By Sudhanshu Tripathi - posted Monday, 6 February 2012


Imran Khan is very much in news, not only in Pakistan, but all around the world. As a famous cricketer he was well known, but his new incarnation is as a social and political reformer. He is committed to the cause of social, economic and political development and an agenda of common welfare including expansion of education, elimination of corruption, the end of military-mullah nexus and the establishment of real democracy in Pakistan. He also wants to re-establish good relations with the U.S.

Khan’s particular emphasis is to establish genuine democracy in Pakistan: an idea that is becoming more and more popular each day. He is also deeply concerned with the establishment of a responsible and sensitive government that can achieve a corruption free society and welfare of all. He is hopeful for the end of military’s predominant position and consequent interference in the civilian government of Pakistan. The popular desire for democracy in Pakistan is not exempt to the “Arab Spring” movement that is enveloping the entire Middle East.

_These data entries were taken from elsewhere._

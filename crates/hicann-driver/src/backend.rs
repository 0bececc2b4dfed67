//! Link abstraction for reticle transports.
//!
//! A [`ChipLink`] is one open connection to one FPGA and the eight HICANNs
//! behind it. The real transports live in the lab; the in-repo
//! implementation is [`crate::backends::SimLink`], which mirrors written
//! state in memory and answers readback from it.

use std::net::Ipv4Addr;

use hicann_chip::{FpgaGlobal, HicannOnDnc};

use crate::data::{Block, Subsystem};
use crate::error::Result;

/// Which physical channel configures a HICANN.
#[derive(Debug, Clone, Copy, PartialEq, Eq)]
pub enum LinkMode {
    /// Fast serial link, less robust.
    Highspeed,
    /// Slow scan chain, works when the highspeed link does not.
    Jtag,
}

impl std::fmt::Display for LinkMode {
    fn fmt(&self, f: &mut std::fmt::Formatter<'_>) -> std::fmt::Result {
        match self {
            Self::Highspeed => f.write_str("highspeed"),
            Self::Jtag => f.write_str("jtag"),
        }
    }
}

/// One open transport to a reticle.
pub trait ChipLink: Send {
    /// Reset the FPGA and all HICANNs behind it, clearing partial state.
    /// Idempotent.
    fn reset(&mut self) -> Result<()>;

    /// Bring up the channel to one HICANN slot.
    fn bring_up(&mut self, slot: HicannOnDnc, mode: LinkMode) -> Result<()>;

    /// Transfer one subsystem's configuration to a HICANN.
    fn write_block(&mut self, slot: HicannOnDnc, block: Block) -> Result<()>;

    /// Read one subsystem's configuration back from a HICANN.
    fn read_block(&self, slot: HicannOnDnc, subsystem: Subsystem) -> Result<Block>;
}

/// Opens [`ChipLink`]s during wafer connection.
pub trait Connector {
    /// Open a link to the given FPGA at the given address.
    fn open(&self, fpga: FpgaGlobal, ip: Ipv4Addr) -> Result<Box<dyn ChipLink>>;
}
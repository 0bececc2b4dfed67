//! File-backed defect tracking.
//!
//! Two resource kinds are persisted: per-wafer disabled HICANNs and
//! per-FPGA disabled highspeed links. Each resource lives in its own YAML
//! file under the store root, keyed by coordinate; a missing file is an
//! empty resource. Disabling is idempotent: the sets are ordered, so
//! disabling the same coordinate twice produces a byte-identical file.
//!
//! Every store runs against its own root directory; nothing here locks
//! files. Concurrent writers to the *same* resource file are not supported
//! (bring-up jobs target one HICANN each and FPGA/wafer files are only
//! appended to by them; see DESIGN.md).

use std::collections::BTreeSet;
use std::fmt;
use std::path::{Path, PathBuf};

use serde::{Deserialize, Serialize};
use tracing::{debug, info};

use hicann_chip::{FpgaGlobal, HicannOnWafer, HighspeedLinkOnDnc, Wafer};

use crate::error::{DriverError, Result};

/// Disabled HICANNs of one wafer.
#[derive(Debug, Clone, PartialEq, Eq)]
pub struct WaferDefects {
    wafer: Wafer,
    disabled: BTreeSet<u16>,
}

impl WaferDefects {
    /// Empty resource for a wafer.
    pub fn new(wafer: Wafer) -> Self {
        Self {
            wafer,
            disabled: BTreeSet::new(),
        }
    }

    /// The wafer this resource tracks.
    pub fn wafer(&self) -> Wafer {
        self.wafer
    }

    /// Mark a HICANN as unusable. Returns false if it already was.
    pub fn disable(&mut self, hicann: HicannOnWafer) -> bool {
        self.disabled.insert(hicann.value())
    }

    /// Whether a HICANN is marked unusable.
    pub fn is_disabled(&self, hicann: HicannOnWafer) -> bool {
        self.disabled.contains(&hicann.value())
    }

    /// Disabled HICANNs in enumeration order.
    pub fn disabled(&self) -> impl Iterator<Item = HicannOnWafer> + '_ {
        self.disabled.iter().filter_map(|&h| HicannOnWafer::new(h))
    }
}

/// Disabled highspeed links of one FPGA.
#[derive(Debug, Clone, PartialEq, Eq)]
pub struct FpgaDefects {
    fpga: FpgaGlobal,
    disabled: BTreeSet<u8>,
}

impl FpgaDefects {
    /// Empty resource for an FPGA.
    pub fn new(fpga: FpgaGlobal) -> Self {
        Self {
            fpga,
            disabled: BTreeSet::new(),
        }
    }

    /// The FPGA this resource tracks.
    pub fn fpga(&self) -> FpgaGlobal {
        self.fpga
    }

    /// Mark a highspeed link as unusable. Returns false if it already was.
    pub fn disable(&mut self, link: HighspeedLinkOnDnc) -> bool {
        self.disabled.insert(link.value())
    }

    /// Whether a highspeed link is marked unusable.
    pub fn is_disabled(&self, link: HighspeedLinkOnDnc) -> bool {
        self.disabled.contains(&link.value())
    }

    /// Disabled links in enumeration order.
    pub fn disabled(&self) -> impl Iterator<Item = HighspeedLinkOnDnc> + '_ {
        self.disabled
            .iter()
            .filter_map(|&l| HighspeedLinkOnDnc::new(l))
    }
}

#[derive(Serialize, Deserialize)]
struct WaferDefectsFile {
    wafer: u16,
    disabled_hicanns: Vec<u16>,
}

#[derive(Serialize, Deserialize)]
struct FpgaDefectsFile {
    wafer: u16,
    fpga: u8,
    disabled_highspeed_links: Vec<u8>,
}

/// Directory of defect resource files.
#[derive(Debug, Clone)]
pub struct DefectStore {
    root: PathBuf,
}

impl DefectStore {
    /// Open a store rooted at the given directory. The directory is created
    /// on the first save.
    pub fn new(root: impl Into<PathBuf>) -> Self {
        Self { root: root.into() }
    }

    /// The store root.
    pub fn root(&self) -> &Path {
        &self.root
    }

    /// Whether the store holds no resource files yet.
    pub fn is_empty(&self) -> Result<bool> {
        match std::fs::read_dir(&self.root) {
            Ok(entries) => {
                for entry in entries {
                    let entry = entry?;
                    if entry.path().extension().is_some_and(|e| e == "yaml") {
                        return Ok(false);
                    }
                }
                Ok(true)
            }
            Err(e) if e.kind() == std::io::ErrorKind::NotFound => Ok(true),
            Err(e) => Err(e.into()),
        }
    }

    fn wafer_path(&self, wafer: Wafer) -> PathBuf {
        self.root.join(format!("wafer-w{}.yaml", wafer.value()))
    }

    fn fpga_path(&self, fpga: FpgaGlobal) -> PathBuf {
        self.root.join(format!(
            "fpga-w{}f{}.yaml",
            fpga.wafer.value(),
            fpga.fpga.value()
        ))
    }

    /// Load the wafer resource; a missing file is an empty resource.
    pub fn load_wafer(&self, wafer: Wafer) -> Result<WaferDefects> {
        let path = self.wafer_path(wafer);
        let mut defects = WaferDefects::new(wafer);
        let Some(text) = read_optional(&path)? else {
            return Ok(defects);
        };
        let file: WaferDefectsFile = serde_yaml::from_str(&text)?;
        if file.wafer != wafer.value() {
            return Err(store_error(&path, "file is keyed to a different wafer"));
        }
        for h in file.disabled_hicanns {
            let hicann = HicannOnWafer::new(h)
                .ok_or_else(|| store_error(&path, format!("bad hicann {h}")))?;
            defects.disable(hicann);
        }
        Ok(defects)
    }

    /// Load the FPGA resource; a missing file is an empty resource.
    pub fn load_fpga(&self, fpga: FpgaGlobal) -> Result<FpgaDefects> {
        let path = self.fpga_path(fpga);
        let mut defects = FpgaDefects::new(fpga);
        let Some(text) = read_optional(&path)? else {
            return Ok(defects);
        };
        let file: FpgaDefectsFile = serde_yaml::from_str(&text)?;
        if file.wafer != fpga.wafer.value() || file.fpga != fpga.fpga.value() {
            return Err(store_error(&path, "file is keyed to a different FPGA"));
        }
        for l in file.disabled_highspeed_links {
            let link = HighspeedLinkOnDnc::new(l)
                .ok_or_else(|| store_error(&path, format!("bad highspeed link {l}")))?;
            defects.disable(link);
        }
        Ok(defects)
    }

    /// Persist the wafer resource. Failure here is fatal to the caller;
    /// a bring-up decision must not be lost silently.
    pub fn save_wafer(&self, defects: &WaferDefects) -> Result<()> {
        let file = WaferDefectsFile {
            wafer: defects.wafer.value(),
            disabled_hicanns: defects.disabled.iter().copied().collect(),
        };
        self.write(&self.wafer_path(defects.wafer), &serde_yaml::to_string(&file)?)?;
        info!(
            "{}: saved wafer defects ({} disabled)",
            defects.wafer,
            defects.disabled.len()
        );
        Ok(())
    }

    /// Persist the FPGA resource. Failure here is fatal to the caller.
    pub fn save_fpga(&self, defects: &FpgaDefects) -> Result<()> {
        let file = FpgaDefectsFile {
            wafer: defects.fpga.wafer.value(),
            fpga: defects.fpga.fpga.value(),
            disabled_highspeed_links: defects.disabled.iter().copied().collect(),
        };
        self.write(&self.fpga_path(defects.fpga), &serde_yaml::to_string(&file)?)?;
        info!(
            "{}: saved FPGA defects ({} links disabled)",
            defects.fpga,
            defects.disabled.len()
        );
        Ok(())
    }

    fn write(&self, path: &Path, text: &str) -> Result<()> {
        std::fs::create_dir_all(&self.root)?;
        std::fs::write(path, text)?;
        debug!("wrote {}", path.display());
        Ok(())
    }
}

fn read_optional(path: &Path) -> Result<Option<String>> {
    match std::fs::read_to_string(path) {
        Ok(text) => Ok(Some(text)),
        Err(e) if e.kind() == std::io::ErrorKind::NotFound => Ok(None),
        Err(e) => Err(e.into()),
    }
}

fn store_error(path: &Path, reason: impl fmt::Display) -> DriverError {
    DriverError::DefectStore {
        path: path.to_path_buf(),
        reason: reason.to_string(),
    }
}

#[cfg(test)]
mod tests {
    use super::*;

    fn hicann(h: u16) -> HicannOnWafer {
        HicannOnWafer::new(h).unwrap()
    }

    #[test]
    fn missing_files_are_empty_resources() {
        let dir = tempfile::tempdir().unwrap();
        let store = DefectStore::new(dir.path().join("does-not-exist"));
        let defects = store.load_wafer(Wafer::new(3)).unwrap();
        assert_eq!(defects.disabled().count(), 0);
        assert!(store.is_empty().unwrap());
    }

    #[test]
    fn wafer_defects_roundtrip() {
        let dir = tempfile::tempdir().unwrap();
        let store = DefectStore::new(dir.path());
        let mut defects = store.load_wafer(Wafer::new(3)).unwrap();
        assert!(defects.disable(hicann(88)));
        assert!(defects.disable(hicann(12)));
        store.save_wafer(&defects).unwrap();

        let reloaded = store.load_wafer(Wafer::new(3)).unwrap();
        assert_eq!(reloaded, defects);
        assert!(reloaded.is_disabled(hicann(88)));
        assert!(!reloaded.is_disabled(hicann(89)));
        assert!(!store.is_empty().unwrap());
    }

    #[test]
    fn disabling_twice_is_idempotent() {
        let dir = tempfile::tempdir().unwrap();
        let store = DefectStore::new(dir.path());

        let mut defects = store.load_wafer(Wafer::new(0)).unwrap();
        defects.disable(hicann(7));
        store.save_wafer(&defects).unwrap();
        let once = std::fs::read(dir.path().join("wafer-w0.yaml")).unwrap();

        let mut defects = store.load_wafer(Wafer::new(0)).unwrap();
        assert!(!defects.disable(hicann(7)));
        store.save_wafer(&defects).unwrap();
        let twice = std::fs::read(dir.path().join("wafer-w0.yaml")).unwrap();

        assert_eq!(once, twice);
    }

    #[test]
    fn fpga_defects_roundtrip() {
        let dir = tempfile::tempdir().unwrap();
        let store = DefectStore::new(dir.path());
        let fpga = hicann(88).fpga().global(Wafer::new(3));

        let mut defects = store.load_fpga(fpga).unwrap();
        defects.disable(hicann(88).highspeed_link());
        store.save_fpga(&defects).unwrap();

        let reloaded = store.load_fpga(fpga).unwrap();
        assert!(reloaded.is_disabled(hicann(88).highspeed_link()));
        assert_eq!(reloaded.disabled().count(), 1);
    }

    #[test]
    fn mismatched_key_is_rejected() {
        let dir = tempfile::tempdir().unwrap();
        let store = DefectStore::new(dir.path());
        let mut defects = store.load_wafer(Wafer::new(1)).unwrap();
        defects.disable(hicann(0));
        store.save_wafer(&defects).unwrap();

        std::fs::rename(
            dir.path().join("wafer-w1.yaml"),
            dir.path().join("wafer-w2.yaml"),
        )
        .unwrap();
        assert!(matches!(
            store.load_wafer(Wafer::new(2)),
            Err(DriverError::DefectStore { .. })
        ));
    }
}
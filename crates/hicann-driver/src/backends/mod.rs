//! Link transport implementations.

pub mod sim;

pub use sim::{SimConnector, SimLink};
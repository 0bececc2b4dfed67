//! Setup types of the deployed systems.

use std::fmt;
use std::str::FromStr;

/// Kind of system a wafer is mounted in.
#[derive(Debug, Clone, Copy, PartialEq, Eq, Hash)]
pub enum SetupType {
    /// First-generation full wafer system.
    FacetsWafer,
    /// Vertical lab setup.
    VSetup,
    /// Cube setup carrying single reticles.
    CubeSetup,
    /// BrainScaleS production wafer module, managed by a MACU.
    BssWafer,
}

impl SetupType {
    /// Canonical lower-case name as used in the hardware database.
    pub const fn name(self) -> &'static str {
        match self {
            Self::FacetsWafer => "facetswafer",
            Self::VSetup => "vsetup",
            Self::CubeSetup => "cubesetup",
            Self::BssWafer => "bsswafer",
        }
    }
}

impl fmt::Display for SetupType {
    fn fmt(&self, f: &mut fmt::Formatter<'_>) -> fmt::Result {
        f.write_str(self.name())
    }
}

/// Error returned when parsing an unknown setup type.
#[derive(Debug, Clone, PartialEq, Eq)]
pub struct UnknownSetupType(pub String);

impl fmt::Display for UnknownSetupType {
    fn fmt(&self, f: &mut fmt::Formatter<'_>) -> fmt::Result {
        write!(f, "unknown setup type: {:?}", self.0)
    }
}

impl std::error::Error for UnknownSetupType {}

impl FromStr for SetupType {
    type Err = UnknownSetupType;

    /// Setup type strings are case-insensitive.
    fn from_str(s: &str) -> Result<Self, Self::Err> {
        match s.to_ascii_lowercase().as_str() {
            "facetswafer" => Ok(Self::FacetsWafer),
            "vsetup" => Ok(Self::VSetup),
            "cubesetup" => Ok(Self::CubeSetup),
            "bsswafer" => Ok(Self::BssWafer),
            _ => Err(UnknownSetupType(s.to_string())),
        }
    }
}

#[cfg(test)]
mod tests {
    use super::*;

    #[test]
    fn parse_is_case_insensitive() {
        assert_eq!("CuBeSeTuP".parse(), Ok(SetupType::CubeSetup));
        assert_eq!("VSetup".parse(), Ok(SetupType::VSetup));
        assert_eq!("facetswafer".parse(), Ok(SetupType::FacetsWafer));
        assert_eq!("BSSWafer".parse(), Ok(SetupType::BssWafer));
    }

    #[test]
    fn unknown_setup_type_is_an_error() {
        assert!("wafer9000".parse::<SetupType>().is_err());
    }

    #[test]
    fn canonical_name_roundtrip() {
        for setup in [
            SetupType::FacetsWafer,
            SetupType::VSetup,
            SetupType::CubeSetup,
            SetupType::BssWafer,
        ] {
            assert_eq!(setup.name().parse(), Ok(setup));
        }
    }
}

Four years after retiring from cricket in 1992, and driven by his heart felt desire to serve the common people and their cause, Imran Khan focused his efforts solely on various social and developmental works. In 1994, he got established a Cancer Hospital under the auspicious of Shaukat Khanum Memorial Trust founded by him in 1991, a charity organisation engaged in several social and humanitarian activities. Established in memory of his beloved mother, who died due to cancer, the hospital is Pakistan's first and only cancer hospital offering 75 per cent free service.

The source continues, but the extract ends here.